_About this task_: Return the count of lines in the records that include the string "None", and nothing besides it.

Saved data entries
#####
pub mod csv_out;
pub mod json;
pub mod minimal;
pub mod table;

use rust_decimal::Decimal;
use serde_json::Value;

use crate::OutputFormat;

/// Dispatch output to the appropriate formatter.
pub fn format_output(format: &OutputFormat, value: &Value) {
    match format {
        OutputFormat::Json => json::print_json(value),
        OutputFormat::Table => table::print_table(value),
        OutputFormat::Csv => csv_out::print_csv(value),
        OutputFormat::Minimal => minimal::print_minimal(value),
    }
}

/// Result fields that carry monetary values.
const MONEY_FIELDS: &[&str] = &["amount", "monthly_payment", "total_payment", "total_interest"];

pub(crate) fn is_money_field(key: &str) -> bool {
    MONEY_FIELDS.contains(&key)
}

/// Render a monetary value as pounds with two decimal places and thousand
/// separators, e.g. "£1,198.50". Returns None if the value is not a decimal.
pub(crate) fn format_money(value: &Value) -> Option<String> {
    let raw = match value {
        Value::String(s) => s.as_str(),
        _ => return None,
    };
    let parsed: Decimal = raw.parse().ok()?;
    let rounded = parsed.round_dp(2);
    let sign = if rounded.is_sign_negative() { "-" } else { "" };
    let text = format!("{:.2}", rounded.abs());
    let (whole, pence) = text.split_once('.')?;

    let mut grouped = String::with_capacity(whole.len() + whole.len() / 3);
    for (i, digit) in whole.chars().enumerate() {
        if i > 0 && (whole.len() - i) % 3 == 0 {
            grouped.push(',');
        }
        grouped.push(digit);
    }

    Some(format!("{sign}£{grouped}.{pence}"))
}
#####
_Your solution_: 2